--- Task inputs Enclosed Below ---

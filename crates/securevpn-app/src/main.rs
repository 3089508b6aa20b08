//! SecureVPN: Demo VPN Client
//!
//! Terminal frontend for the demo client. Initializes the global
//! allocator, sets up logging, loads the catalog and settings, kicks
//! off the one-shot public-address lookup, and then runs a
//! line-oriented command loop over the session driver.
//!
//! Usage: `securevpn [servers.toml|servers.json]`
//! Settings are read from `securevpn.toml` in the working directory
//! when present.

use anyhow::Result;
use securevpn_core::{
    format_uptime, ConnectionController, ConnectionStatus, DriverConfig, RandomMaskedGenerator,
    ServerCatalog, SessionDriver, Settings, StatusSnapshot,
};
use securevpn_lookup::AddressLookup;
use std::path::Path;
use tokio::io::{AsyncBufReadExt, BufReader};
use tracing::{info, warn, Level};
use tracing_subscriber::FmtSubscriber;

// Use mimalloc as the global allocator for reduced memory fragmentation
#[global_allocator]
static GLOBAL: mimalloc::MiMalloc = mimalloc::MiMalloc;

const SETTINGS_FILE: &str = "securevpn.toml";

#[tokio::main]
async fn main() -> Result<()> {
    let _subscriber = FmtSubscriber::builder()
        .with_max_level(Level::INFO)
        .with_target(false)
        .compact()
        .init();

    info!("SecureVPN starting...");

    let catalog = match std::env::args().nth(1) {
        Some(path) => {
            let catalog = ServerCatalog::from_path(Path::new(&path))?;
            info!("Loaded {} servers from {}", catalog.servers.len(), path);
            catalog
        }
        None => ServerCatalog::default(),
    };

    let settings = load_settings();
    let controller = ConnectionController::new(catalog, Box::new(RandomMaskedGenerator))?;
    let driver = SessionDriver::new(controller, DriverConfig::default());

    // One-shot public address lookup, concurrent with the command
    // loop; each family fails independently into "unavailable"
    let controller = driver.controller();
    tokio::spawn(async move {
        let observed = AddressLookup::with_defaults().observed_address().await;
        info!("public address: {}", observed);
        controller.write().await.set_observed(observed);
    });

    if settings.auto_connect {
        info!("auto-connect is on");
        driver.toggle().await;
    }

    run_command_loop(driver, settings).await
}

fn load_settings() -> Settings {
    let path = Path::new(SETTINGS_FILE);
    if !path.exists() {
        return Settings::default();
    }

    match Settings::from_toml_file(path) {
        Ok(settings) => settings,
        Err(e) => {
            warn!("Ignoring {}: {}", SETTINGS_FILE, e);
            Settings::default()
        }
    }
}

async fn run_command_loop(driver: SessionDriver, mut settings: Settings) -> Result<()> {
    print_help();

    let mut lines = BufReader::new(tokio::io::stdin()).lines();
    while let Some(line) = lines.next_line().await? {
        let mut parts = line.split_whitespace();
        let command = match parts.next() {
            Some(word) => word,
            None => continue,
        };

        match (command, parts.next()) {
            ("connect", _) | ("disconnect", _) | ("toggle", _) => {
                driver.toggle().await;
            }
            ("status", _) => {
                print_status(&driver.snapshot().await, &settings);
            }
            ("servers", _) => {
                print_servers(&driver).await;
            }
            ("select", Some(slug)) => match slug.parse() {
                Ok(id) => match driver.select_server(id).await {
                    Ok(()) => println!("Selected {}", driver.snapshot().await.server.name),
                    Err(e) => println!("{}", e),
                },
                Err(e) => println!("{}", e),
            },
            ("select", None) => println!("Usage: select <server-id>"),
            ("killswitch", Some(value)) => match parse_toggle(value) {
                Some(on) => {
                    settings.kill_switch = on;
                    println!("Kill switch {}", if on { "on" } else { "off" });
                }
                None => println!("Usage: killswitch on|off"),
            },
            ("autoconnect", Some(value)) => match parse_toggle(value) {
                Some(on) => {
                    settings.auto_connect = on;
                    println!("Auto connect {}", if on { "on" } else { "off" });
                }
                None => println!("Usage: autoconnect on|off"),
            },
            ("help", _) => print_help(),
            ("quit", _) | ("exit", _) => break,
            _ => println!("Unknown command: {} (try 'help')", command),
        }
    }

    info!("SecureVPN shutting down");
    Ok(())
}

fn parse_toggle(value: &str) -> Option<bool> {
    match value {
        "on" => Some(true),
        "off" => Some(false),
        _ => None,
    }
}

fn print_help() {
    println!("Commands:");
    println!("  connect | disconnect   toggle the session");
    println!("  status                 show the dashboard");
    println!("  servers                list selectable servers");
    println!("  select <server-id>     switch server");
    println!("  killswitch on|off      flip the kill switch setting");
    println!("  autoconnect on|off     flip connect-on-startup");
    println!("  quit                   exit");
}

fn print_status(snapshot: &StatusSnapshot, settings: &Settings) {
    println!("Status: {}", snapshot.status);
    println!(
        "Server: {} {}, {} ({}ms)",
        snapshot.server.flag, snapshot.server.name, snapshot.server.country, snapshot.server.latency_ms
    );

    match snapshot.masked {
        Some(masked) if snapshot.status == ConnectionStatus::Connected => {
            println!("Protected IP: {}", masked);
            println!("Connected for {}", format_uptime(snapshot.uptime_secs));
        }
        _ => {
            println!(
                "Your IP: {} / {}",
                snapshot.observed.display_v4(),
                snapshot.observed.display_v6()
            );
        }
    }

    println!(
        "Kill switch: {} | Auto connect: {}",
        if settings.kill_switch { "on" } else { "off" },
        if settings.auto_connect { "on" } else { "off" }
    );
}

async fn print_servers(driver: &SessionDriver) {
    let snapshot = driver.snapshot().await;
    let controller = driver.controller();
    let guard = controller.read().await;

    for server in guard.catalog().enabled_servers() {
        let marker = if server.id == snapshot.server.id {
            "*"
        } else {
            " "
        };
        println!(
            " {} {:<12} {} {}, {} ({}ms)",
            marker, server.id, server.flag, server.name, server.country, server.latency_ms
        );
    }
}
//! Server Catalog
//!
//! The static list of selectable exit locations shown on the
//! dashboard. Entries are display-only: no routing happens through
//! them, so a profile carries nothing but presentation data.
//!
//! # Built-in locations
//!
//! | Id | City | Typical Latency |
//! |----|------|-----------------|
//! | us-east | New York | 25 ms |
//! | us-west | Los Angeles | 45 ms |
//! | uk | London | 35 ms |
//! | germany | Frankfurt | 30 ms |
//! | canada | Toronto | 40 ms |
//! | netherlands | Amsterdam | 28 ms |
//!
//! A custom catalog can be loaded from TOML or JSON instead.

use serde::{Deserialize, Serialize};
use std::path::Path;

/// Server identifier
#[derive(Debug, Clone, Copy, PartialEq, Eq, Hash, Serialize, Deserialize)]
#[serde(rename_all = "kebab-case")]
pub enum ServerId {
    UsEast,
    UsWest,
    Uk,
    Germany,
    Canada,
    Netherlands,
}

impl ServerId {
    /// Get all known server ids
    pub fn all() -> &'static [ServerId] {
        &[
            ServerId::UsEast,
            ServerId::UsWest,
            ServerId::Uk,
            ServerId::Germany,
            ServerId::Canada,
            ServerId::Netherlands,
        ]
    }

    /// Stable slug used in config files and commands
    pub fn slug(&self) -> &'static str {
        match self {
            ServerId::UsEast => "us-east",
            ServerId::UsWest => "us-west",
            ServerId::Uk => "uk",
            ServerId::Germany => "germany",
            ServerId::Canada => "canada",
            ServerId::Netherlands => "netherlands",
        }
    }
}

impl std::fmt::Display for ServerId {
    fn fmt(&self, f: &mut std::fmt::Formatter<'_>) -> std::fmt::Result {
        write!(f, "{}", self.slug())
    }
}

impl std::str::FromStr for ServerId {
    type Err = CatalogError;

    fn from_str(s: &str) -> Result<Self, Self::Err> {
        match s.to_lowercase().as_str() {
            "us-east" => Ok(ServerId::UsEast),
            "us-west" => Ok(ServerId::UsWest),
            "uk" => Ok(ServerId::Uk),
            "germany" => Ok(ServerId::Germany),
            "canada" => Ok(ServerId::Canada),
            "netherlands" => Ok(ServerId::Netherlands),
            _ => Err(CatalogError::UnknownServer(s.to_string())),
        }
    }
}

/// Catalog entry (stored in config file)
#[derive(Debug, Clone, PartialEq, Eq, Serialize, Deserialize)]
pub struct ServerProfile {
    /// Server identifier
    pub id: ServerId,
    /// City shown on the dashboard
    pub name: String,
    /// Country shown under the city
    pub country: String,
    /// Flag emoji
    pub flag: String,
    /// Advertised latency (display only, nothing is measured)
    pub latency_ms: u32,
    /// Is this entry selectable?
    #[serde(default = "default_true")]
    pub enabled: bool,
}

fn default_true() -> bool {
    true
}

/// The full server list
#[derive(Debug, Clone, Serialize, Deserialize)]
pub struct ServerCatalog {
    /// All entries, in display order
    pub servers: Vec<ServerProfile>,
}

impl ServerCatalog {
    /// Load from a file, picking the format from the extension
    pub fn from_path(path: &Path) -> Result<Self, CatalogError> {
        let ext = path.extension().and_then(|e| e.to_str()).unwrap_or("");

        match ext {
            "toml" => Self::from_toml_file(path),
            "json" => Self::from_json_file(path),
            _ => Err(CatalogError::UnsupportedFormat),
        }
    }

    /// Load from TOML file
    pub fn from_toml_file(path: &Path) -> Result<Self, CatalogError> {
        let content =
            std::fs::read_to_string(path).map_err(|e| CatalogError::IoError(e.to_string()))?;
        Self::from_toml(&content)
    }

    /// Load from TOML string
    pub fn from_toml(content: &str) -> Result<Self, CatalogError> {
        let catalog: Self =
            toml::from_str(content).map_err(|e| CatalogError::ParseError(e.to_string()))?;
        catalog.validate()
    }

    /// Load from JSON file
    pub fn from_json_file(path: &Path) -> Result<Self, CatalogError> {
        let content =
            std::fs::read_to_string(path).map_err(|e| CatalogError::IoError(e.to_string()))?;
        Self::from_json(&content)
    }

    /// Load from JSON string
    pub fn from_json(content: &str) -> Result<Self, CatalogError> {
        let catalog: Self =
            serde_json::from_str(content).map_err(|e| CatalogError::ParseError(e.to_string()))?;
        catalog.validate()
    }

    /// Export as TOML
    pub fn to_toml(&self) -> String {
        toml::to_string_pretty(self).unwrap_or_default()
    }

    /// Export as JSON
    pub fn to_json(&self) -> String {
        serde_json::to_string_pretty(self).unwrap_or_default()
    }

    /// Find a server by id
    pub fn find(&self, id: ServerId) -> Option<&ServerProfile> {
        self.servers.iter().find(|s| s.id == id && s.enabled)
    }

    /// Get selectable servers in display order
    pub fn enabled_servers(&self) -> Vec<&ServerProfile> {
        self.servers.iter().filter(|s| s.enabled).collect()
    }

    /// First selectable entry (the initial selection)
    pub fn first_enabled(&self) -> Option<&ServerProfile> {
        self.servers.iter().find(|s| s.enabled)
    }

    /// A catalog with no selectable entry cannot seed a session
    fn validate(self) -> Result<Self, CatalogError> {
        if self.first_enabled().is_none() {
            return Err(CatalogError::EmptyCatalog);
        }
        Ok(self)
    }
}

impl Default for ServerCatalog {
    fn default() -> Self {
        Self {
            servers: vec![
                ServerProfile {
                    id: ServerId::UsEast,
                    name: "New York".to_string(),
                    country: "United States".to_string(),
                    flag: "🇺🇸".to_string(),
                    latency_ms: 25,
                    enabled: true,
                },
                ServerProfile {
                    id: ServerId::UsWest,
                    name: "Los Angeles".to_string(),
                    country: "United States".to_string(),
                    flag: "🇺🇸".to_string(),
                    latency_ms: 45,
                    enabled: true,
                },
                ServerProfile {
                    id: ServerId::Uk,
                    name: "London".to_string(),
                    country: "United Kingdom".to_string(),
                    flag: "🇬🇧".to_string(),
                    latency_ms: 35,
                    enabled: true,
                },
                ServerProfile {
                    id: ServerId::Germany,
                    name: "Frankfurt".to_string(),
                    country: "Germany".to_string(),
                    flag: "🇩🇪".to_string(),
                    latency_ms: 30,
                    enabled: true,
                },
                ServerProfile {
                    id: ServerId::Canada,
                    name: "Toronto".to_string(),
                    country: "Canada".to_string(),
                    flag: "🇨🇦".to_string(),
                    latency_ms: 40,
                    enabled: true,
                },
                ServerProfile {
                    id: ServerId::Netherlands,
                    name: "Amsterdam".to_string(),
                    country: "Netherlands".to_string(),
                    flag: "🇳🇱".to_string(),
                    latency_ms: 28,
                    enabled: true,
                },
            ],
        }
    }
}

/// Catalog errors
#[derive(Debug, Clone, thiserror::Error)]
pub enum CatalogError {
    #[error("Unknown server: {0}")]
    UnknownServer(String),

    #[error("Catalog has no selectable servers")]
    EmptyCatalog,

    #[error("IO error: {0}")]
    IoError(String),

    #[error("Parse error: {0}")]
    ParseError(String),

    #[error("Unsupported catalog format")]
    UnsupportedFormat,
}

#[cfg(test)]
mod tests {
    use super::*;

    #[test]
    fn test_server_id_slug() {
        assert_eq!(ServerId::UsEast.slug(), "us-east");
        assert_eq!(ServerId::Netherlands.to_string(), "netherlands");
    }

    #[test]
    fn test_server_id_parse() {
        let id: ServerId = "us-west".parse().unwrap();
        assert_eq!(id, ServerId::UsWest);

        let id: ServerId = "GERMANY".parse().unwrap();
        assert_eq!(id, ServerId::Germany);

        let err = "mars".parse::<ServerId>();
        assert!(matches!(err, Err(CatalogError::UnknownServer(_))));
    }

    #[test]
    fn test_default_catalog() {
        let catalog = ServerCatalog::default();

        assert_eq!(catalog.servers.len(), 6);
        assert_eq!(catalog.first_enabled().unwrap().id, ServerId::UsEast);

        let frankfurt = catalog.find(ServerId::Germany).unwrap();
        assert_eq!(frankfurt.name, "Frankfurt");
        assert_eq!(frankfurt.latency_ms, 30);
    }

    #[test]
    fn test_disabled_server_not_found() {
        let mut catalog = ServerCatalog::default();
        catalog.servers[0].enabled = false;

        assert!(catalog.find(ServerId::UsEast).is_none());
        assert_eq!(catalog.enabled_servers().len(), 5);
        assert_eq!(catalog.first_enabled().unwrap().id, ServerId::UsWest);
    }

    #[test]
    fn test_catalog_toml_roundtrip() {
        let catalog = ServerCatalog::default();
        let toml = catalog.to_toml();

        let parsed = ServerCatalog::from_toml(&toml).unwrap();
        assert_eq!(parsed.servers, catalog.servers);
    }

    #[test]
    fn test_catalog_json_ids_are_slugs() {
        let json = ServerCatalog::default().to_json();
        assert!(json.contains("\"us-east\""));

        let parsed = ServerCatalog::from_json(&json).unwrap();
        assert_eq!(parsed.servers.len(), 6);
    }

    #[test]
    fn test_empty_catalog_rejected() {
        let result = ServerCatalog::from_json(r#"{ "servers": [] }"#);
        assert!(matches!(result, Err(CatalogError::EmptyCatalog)));
    }
}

--- End of Enclosed Task inputs ---

> What the exercise asks:
Filter the data above, keeping only lines that include the string "derive".

> Answer section:
#[derive(Debug, Clone, Copy, PartialEq, Eq, Hash, Serialize, Deserialize)]
#[derive(Debug, Clone, PartialEq, Eq, Serialize, Deserialize)]
#[derive(Debug, Clone, Serialize, Deserialize)]
#[derive(Debug, Clone, thiserror::Error)]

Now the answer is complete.